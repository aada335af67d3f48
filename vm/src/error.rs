use thiserror::Error;

/// Every failure a script-visible operation can raise.
///
/// Errors produced inside thunks travel back to the caller of the VM entry
/// point unchanged; nothing is swallowed and nothing aborts the process.
#[derive(Debug, Clone, PartialEq, Error)]
pub enum RuntimeError {
    /// A script value cannot convert to the required native parameter type.
    #[error("type mismatch: {0}")]
    TypeMismatch(String),

    /// Wrong argument count for the matched native signature.
    #[error("arity mismatch: {0}")]
    ArityMismatch(String),

    /// Operation applied to a value that lacks the capability, e.g.
    /// "attempt to call a table value".
    #[error("attempt to {action} a {type_name} value")]
    AttemptTo {
        action: &'static str,
        type_name: String,
    },

    /// A native operation panicked while running under a thunk.
    #[error("native exception: {0}")]
    NativeException(String),

    /// The capability table was finalized (simple strategy) and cannot change.
    #[error("capability table for '{0}' is finalized")]
    TableFinalized(String),

    #[error("registration failed: {0}")]
    RegistrationFailed(String),

    /// Exclusive access requested on an instance bound through a shared reference.
    #[error("'{0}' instance is bound read-only")]
    BorrowMutability(String),

    #[error("dangling handle: {0}")]
    DanglingHandle(String),

    #[error("assertion failed: {0}")]
    AssertionFailed(String),

    #[error("undefined global variable: {0}")]
    UndefinedGlobal(String),

    #[error("{0}")]
    Unknown(String),
}

impl RuntimeError {
    pub fn attempt(action: &'static str, type_name: impl Into<String>) -> Self {
        RuntimeError::AttemptTo {
            action,
            type_name: type_name.into(),
        }
    }
}

impl From<String> for RuntimeError {
    fn from(s: String) -> Self {
        RuntimeError::Unknown(s)
    }
}

impl From<&str> for RuntimeError {
    fn from(s: &str) -> Self {
        RuntimeError::Unknown(s.to_string())
    }
}
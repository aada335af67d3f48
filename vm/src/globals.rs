use memory::Value;

#[derive(Clone, Debug)]
pub struct GlobalEntry {
    pub value: Value,
    pub mutable: bool,
}

impl GlobalEntry {
    pub fn new(value: Value, mutable: bool) -> Self {
        Self { value, mutable }
    }
}
//! Machine module - VM implementation
//!
//! The runtime surface is segmented into focused submodules: value helpers
//! live in `vm`, operator resolution in `dispatch`, host type bookkeeping in
//! `registry` and `userdata`.

mod dispatch;
mod gc;
mod globals;
mod native;
mod registry;
mod userdata;
mod vm;

// Public API
pub use gc::GarbageCollector;
pub use native::NativeRegistry;
pub use vm::VM;
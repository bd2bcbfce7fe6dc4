use std::{path::Path, time::Duration};

use serde::{Deserialize, Serialize};

use crate::Result;

/// Top-level configuration structure for the application.
#[derive(Debug, Clone, Default, PartialEq, Serialize, Deserialize)]
#[serde(default)]
pub struct AppConfig {
    pub player: PlayerConfig,
}

impl AppConfig {
    /// Reads a JSON configuration file. Missing fields fall back to defaults.
    pub fn load(path: impl AsRef<Path>) -> Result<Self> {
        let raw = std::fs::read_to_string(path.as_ref())?;
        Self::from_json(&raw)
    }

    pub fn from_json(raw: &str) -> Result<Self> {
        Ok(serde_json::from_str(raw)?)
    }
}

/// Configuration specific to the scene player.
#[derive(Debug, Clone, PartialEq, Serialize, Deserialize)]
#[serde(default)]
pub struct PlayerConfig {
    /// Sleep between two polls of the clock.
    pub poll_interval_ms: u64,
    /// Render each shape at exactly its end time once, even when no poll
    /// happened to land on it.
    pub render_final_pose: bool,
}

impl PlayerConfig {
    pub fn poll_interval(&self) -> Duration {
        Duration::from_millis(self.poll_interval_ms.max(1))
    }
}

impl Default for PlayerConfig {
    fn default() -> Self {
        Self {
            poll_interval_ms: 10,
            render_final_pose: true,
        }
    }
}
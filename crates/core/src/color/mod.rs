use std::{fmt, str::FromStr};

use serde::{Deserialize, Deserializer, Serialize, Serializer};

use crate::{AnimationError, Result};

/// 8-bit RGB fill color, written as `#rrggbb` wherever it is serialized.
#[derive(Debug, Clone, Copy, PartialEq, Eq, Hash)]
pub struct Color {
    pub r: u8,
    pub g: u8,
    pub b: u8,
}

impl Color {
    pub const fn rgb(r: u8, g: u8, b: u8) -> Self {
        Self { r, g, b }
    }

    /// Achromatic color with every channel set to `level`.
    pub const fn gray(level: u8) -> Self {
        Self::rgb(level, level, level)
    }

    pub fn is_achromatic(&self) -> bool {
        self.r == self.g && self.g == self.b
    }

    /// Current intensity. For gray colors this is the shared channel value;
    /// chromatic colors report the rounded mean of their channels.
    pub fn brightness(&self) -> u8 {
        if self.is_achromatic() {
            return self.r;
        }
        let sum = u16::from(self.r) + u16::from(self.g) + u16::from(self.b);
        ((f64::from(sum) / 3.0).round()) as u8
    }
}

impl Default for Color {
    fn default() -> Self {
        Self::gray(0x44)
    }
}

impl fmt::Display for Color {
    fn fmt(&self, f: &mut fmt::Formatter<'_>) -> fmt::Result {
        write!(f, "#{:02x}{:02x}{:02x}", self.r, self.g, self.b)
    }
}

impl FromStr for Color {
    type Err = AnimationError;

    fn from_str(s: &str) -> Result<Self> {
        let invalid = || AnimationError::InvalidColor(s.to_string());
        let hex = s.strip_prefix('#').ok_or_else(invalid)?;
        if hex.len() != 6 || !hex.bytes().all(|b| b.is_ascii_hexdigit()) {
            return Err(invalid());
        }
        let channel = |range: std::ops::Range<usize>| {
            u8::from_str_radix(&hex[range], 16).map_err(|_| invalid())
        };
        Ok(Self::rgb(channel(0..2)?, channel(2..4)?, channel(4..6)?))
    }
}

impl Serialize for Color {
    fn serialize<S: Serializer>(&self, serializer: S) -> std::result::Result<S::Ok, S::Error> {
        serializer.collect_str(self)
    }
}

impl<'de> Deserialize<'de> for Color {
    fn deserialize<D: Deserializer<'de>>(deserializer: D) -> std::result::Result<Self, D::Error> {
        let raw = String::deserialize(deserializer)?;
        raw.parse().map_err(serde::de::Error::custom)
    }
}
use std::{
    cell::Cell,
    time::{Duration, Instant},
};

/// Time source polled by the scene player.
pub trait Clock {
    /// Time elapsed since the clock started.
    fn elapsed(&self) -> Duration;

    /// Blocks (or pretends to) for `duration`.
    fn sleep(&self, duration: Duration);
}

/// Monotonic wall clock anchored at the moment it was started.
#[derive(Debug, Clone, Copy)]
pub struct PlaybackClock {
    started: Instant,
}

impl PlaybackClock {
    pub fn start() -> Self {
        Self {
            started: Instant::now(),
        }
    }
}

impl Default for PlaybackClock {
    fn default() -> Self {
        Self::start()
    }
}

impl Clock for PlaybackClock {
    fn elapsed(&self) -> Duration {
        self.started.elapsed()
    }

    fn sleep(&self, duration: Duration) {
        std::thread::sleep(duration);
    }
}

/// Virtual clock whose time only moves through [`Clock::sleep`] or
/// [`ManualClock::advance`]. Lets the poll loop run without real waiting.
#[derive(Debug, Default)]
pub struct ManualClock {
    now: Cell<Duration>,
}

impl ManualClock {
    pub fn new() -> Self {
        Self::default()
    }

    pub fn advance(&self, delta: Duration) {
        self.now.set(self.now.get() + delta);
    }
}

impl Clock for ManualClock {
    fn elapsed(&self) -> Duration {
        self.now.get()
    }

    fn sleep(&self, duration: Duration) {
        self.advance(duration);
    }
}
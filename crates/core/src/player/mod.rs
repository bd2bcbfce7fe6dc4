//! Per-frame driver that polls a clock and renders every active shape.
//!
//! Each frame is computed from elapsed time and the shapes' untouched base
//! state, so a late or dropped frame never compounds into the next one.

use std::sync::{
    atomic::{AtomicBool, Ordering},
    Arc,
};

use crate::{
    AnimationError, Clock, PlaybackClock, PlayerConfig, Renderer, Result, Scene, ShapeFrame,
};

/// Shared flag that stops a running playback at its next poll.
#[derive(Debug, Clone, Default)]
pub struct CancelToken {
    cancelled: Arc<AtomicBool>,
}

impl CancelToken {
    pub fn new() -> Self {
        Self::default()
    }

    pub fn cancel(&self) {
        self.cancelled.store(true, Ordering::SeqCst);
    }

    pub fn is_cancelled(&self) -> bool {
        self.cancelled.load(Ordering::SeqCst)
    }
}

/// What a completed playback did.
#[derive(Debug, Clone, Copy, Default, PartialEq)]
pub struct PlaybackSummary {
    /// Number of clock polls.
    pub frames: usize,
    /// Number of render calls across all shapes.
    pub renders: usize,
    /// Scene time of the last poll, in seconds.
    pub elapsed: f64,
}

#[derive(Debug, Clone, Default)]
pub struct ScenePlayer {
    config: PlayerConfig,
    cancel: Option<CancelToken>,
}

impl ScenePlayer {
    pub fn new(config: PlayerConfig) -> Self {
        Self {
            config,
            cancel: None,
        }
    }

    pub fn with_cancel_token(mut self, token: CancelToken) -> Self {
        self.cancel = Some(token);
        self
    }

    pub fn config(&self) -> &PlayerConfig {
        &self.config
    }

    /// Plays `scene` against the wall clock, blocking until every timeline
    /// has finished.
    pub fn play_scene<R>(&self, scene: &Scene, renderer: &mut R) -> Result<PlaybackSummary>
    where
        R: Renderer + ?Sized,
    {
        self.play_scene_with_clock(scene, renderer, &PlaybackClock::start())
    }

    /// Plays `scene` with an explicit time source. The clock is read once up
    /// front and every later reading is taken relative to it.
    ///
    /// The loop ends on the first poll where no timeline is active and the
    /// latest end time has been reached, so pauses between shapes do not stop
    /// playback early.
    pub fn play_scene_with_clock<R, C>(
        &self,
        scene: &Scene,
        renderer: &mut R,
        clock: &C,
    ) -> Result<PlaybackSummary>
    where
        R: Renderer + ?Sized,
        C: Clock + ?Sized,
    {
        let animated: Vec<_> = scene.animated().collect();
        let Some(global_end) = scene.global_end() else {
            tracing::debug!("scene has no animated shapes, nothing to play");
            return Ok(PlaybackSummary::default());
        };

        // Resolving the end pose touches every step, which surfaces invalid
        // shapes before anything is drawn.
        for (shape, timeline) in &animated {
            timeline
                .resolve(&shape.geometry, shape.color, timeline.total_duration())
                .map_err(|err| {
                    tracing::error!(shape = %shape.id, %err, "shape cannot be animated");
                    err
                })?;
        }

        tracing::debug!(
            shapes = animated.len(),
            global_end,
            poll_ms = self.config.poll_interval_ms,
            "starting playback"
        );

        let interval = self.config.poll_interval();
        let origin = clock.elapsed();
        let mut final_pose_rendered = vec![false; animated.len()];
        let mut summary = PlaybackSummary::default();

        loop {
            if self.cancel.as_ref().is_some_and(CancelToken::is_cancelled) {
                tracing::debug!(elapsed = summary.elapsed, "playback cancelled");
                return Err(AnimationError::Cancelled);
            }

            let now = clock.elapsed().saturating_sub(origin).as_secs_f64();
            let mut any_active = false;
            summary.frames += 1;
            summary.elapsed = now;

            for (index, (shape, timeline)) in animated.iter().enumerate() {
                let end = timeline.end_time();
                let at = if timeline.is_active_at(now) {
                    any_active = true;
                    if now >= end {
                        final_pose_rendered[index] = true;
                    }
                    now
                } else if self.config.render_final_pose
                    && timeline.total_duration() > 0.0
                    && now > end
                    && !final_pose_rendered[index]
                {
                    final_pose_rendered[index] = true;
                    end
                } else {
                    continue;
                };

                let (geometry, color) =
                    timeline.resolve(&shape.geometry, shape.color, at - timeline.start_time())?;
                renderer.render(&ShapeFrame {
                    shape_id: &shape.id,
                    time: at,
                    geometry: &geometry,
                    color,
                })?;
                summary.renders += 1;
            }

            tracing::trace!(now, any_active, "frame");

            if !any_active && now >= global_end {
                break;
            }
            clock.sleep(interval);
        }

        tracing::debug!(
            frames = summary.frames,
            renders = summary.renders,
            elapsed = summary.elapsed,
            "playback finished"
        );
        Ok(summary)
    }
}

/// Plays `scene` with the default player configuration.
pub fn play_scene<R>(scene: &Scene, renderer: &mut R) -> Result<PlaybackSummary>
where
    R: Renderer + ?Sized,
{
    ScenePlayer::default().play_scene(scene, renderer)
}
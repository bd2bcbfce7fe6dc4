use serde::{Deserialize, Serialize};

use crate::{Color, Geometry, Result, Timeline};

/// A named polygon with its resting geometry/color and an optional
/// animation. The base state is never written to during playback.
#[derive(Debug, Clone, PartialEq, Serialize, Deserialize)]
pub struct Shape {
    pub id: String,
    pub geometry: Geometry,
    pub color: Color,
    #[serde(default, skip_serializing_if = "Option::is_none")]
    pub timeline: Option<Timeline>,
}

impl Shape {
    pub fn new(id: impl Into<String>, geometry: impl Into<Geometry>) -> Self {
        Self {
            id: id.into(),
            geometry: geometry.into(),
            color: Color::default(),
            timeline: None,
        }
    }

    pub fn with_color(mut self, color: Color) -> Self {
        self.color = color;
        self
    }

    pub fn with_timeline(mut self, timeline: Timeline) -> Self {
        self.timeline = Some(timeline);
        self
    }

    /// Geometry/color at scene time `now`, or `None` when the shape has no
    /// timeline or `now` lies outside its active window.
    pub fn resolve_at(&self, now: f64) -> Result<Option<(Geometry, Color)>> {
        match &self.timeline {
            Some(timeline) if timeline.is_active_at(now) => timeline
                .resolve(&self.geometry, self.color, now - timeline.start_time())
                .map(Some),
            _ => Ok(None),
        }
    }
}

/// The set of shapes handed to one playback.
#[derive(Debug, Clone, Default, PartialEq, Serialize, Deserialize)]
#[serde(transparent)]
pub struct Scene {
    shapes: Vec<Shape>,
}

impl Scene {
    pub fn new(shapes: Vec<Shape>) -> Self {
        Self { shapes }
    }

    pub fn shapes(&self) -> &[Shape] {
        &self.shapes
    }

    pub fn push(&mut self, shape: Shape) {
        self.shapes.push(shape);
    }

    /// Shapes that carry a timeline, paired with it.
    pub fn animated(&self) -> impl Iterator<Item = (&Shape, &Timeline)> {
        self.shapes
            .iter()
            .filter_map(|shape| shape.timeline.as_ref().map(|timeline| (shape, timeline)))
    }

    /// Latest end time across all timelines, `None` if nothing is animated.
    pub fn global_end(&self) -> Option<f64> {
        self.animated()
            .map(|(_, timeline)| timeline.end_time())
            .reduce(f64::max)
    }
}

impl From<Vec<Shape>> for Scene {
    fn from(shapes: Vec<Shape>) -> Self {
        Self::new(shapes)
    }
}
/// Result alias that carries the custom [`AnimationError`] type.
pub type Result<T> = std::result::Result<T, AnimationError>;

/// Common error type for the core crate.
///
/// Every variant aborts the playback invocation that produced it; the player
/// never skips a single offending shape and keeps going.
#[derive(Debug, thiserror::Error)]
pub enum AnimationError {
    /// A rotate or scale step needs a centroid, which does not exist for a
    /// polygon without vertices.
    #[error("cannot compute the centroid of an empty geometry")]
    EmptyGeometry,
    /// Steps and durations must be paired one to one.
    #[error("timeline has {steps} steps but {durations} durations")]
    MismatchedTimeline { steps: usize, durations: usize },
    /// A color string that is not of the `#rrggbb` form.
    #[error("invalid color `{0}`, expected `#rrggbb`")]
    InvalidColor(String),
    /// Playback was interrupted through a [`crate::CancelToken`].
    #[error("playback cancelled")]
    Cancelled,
    #[error("{0}")]
    Message(String),
    /// Wrapper around standard IO errors.
    #[error("{0}")]
    Io(#[from] std::io::Error),
    #[error("{0}")]
    Json(#[from] serde_json::Error),
}

impl AnimationError {
    /// Creates a new error that simply wraps the provided message.
    pub fn msg<T: Into<String>>(msg: T) -> Self {
        Self::Message(msg.into())
    }
}

impl From<&str> for AnimationError {
    fn from(value: &str) -> Self {
        Self::msg(value)
    }
}

impl From<String> for AnimationError {
    fn from(value: String) -> Self {
        Self::Message(value)
    }
}
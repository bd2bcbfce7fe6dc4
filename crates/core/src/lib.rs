//! Core library for the Shape Timeline animation engine.
//!
//! Shapes carry an immutable base polygon and color plus an optional
//! [`Timeline`] of [`Step`]s. The [`ScenePlayer`] polls a [`Clock`], replays
//! every active timeline from the base state for the current instant and
//! hands the result to a [`Renderer`]. No state is accumulated between
//! frames, so playback is deterministic and can be restarted at will.

pub mod clock;
pub mod color;
pub mod config;
pub mod error;
pub mod geometry;
pub mod player;
pub mod render;
pub mod scene;
pub mod step;
pub mod timeline;

pub use clock::{Clock, ManualClock, PlaybackClock};
pub use color::Color;
pub use config::{AppConfig, PlayerConfig};
pub use error::{AnimationError, Result};
pub use geometry::{Geometry, Point};
pub use player::{play_scene, CancelToken, PlaybackSummary, ScenePlayer};
pub use render::{JsonLinesRenderer, RecordingRenderer, RenderedFrame, Renderer, ShapeFrame, TracingRenderer};
pub use scene::{Scene, Shape};
pub use step::{lerp, Step};
pub use timeline::{TimedStep, Timeline};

**********

Note how many lines in the data above contain "ShapeFrame", then state that number alone.

3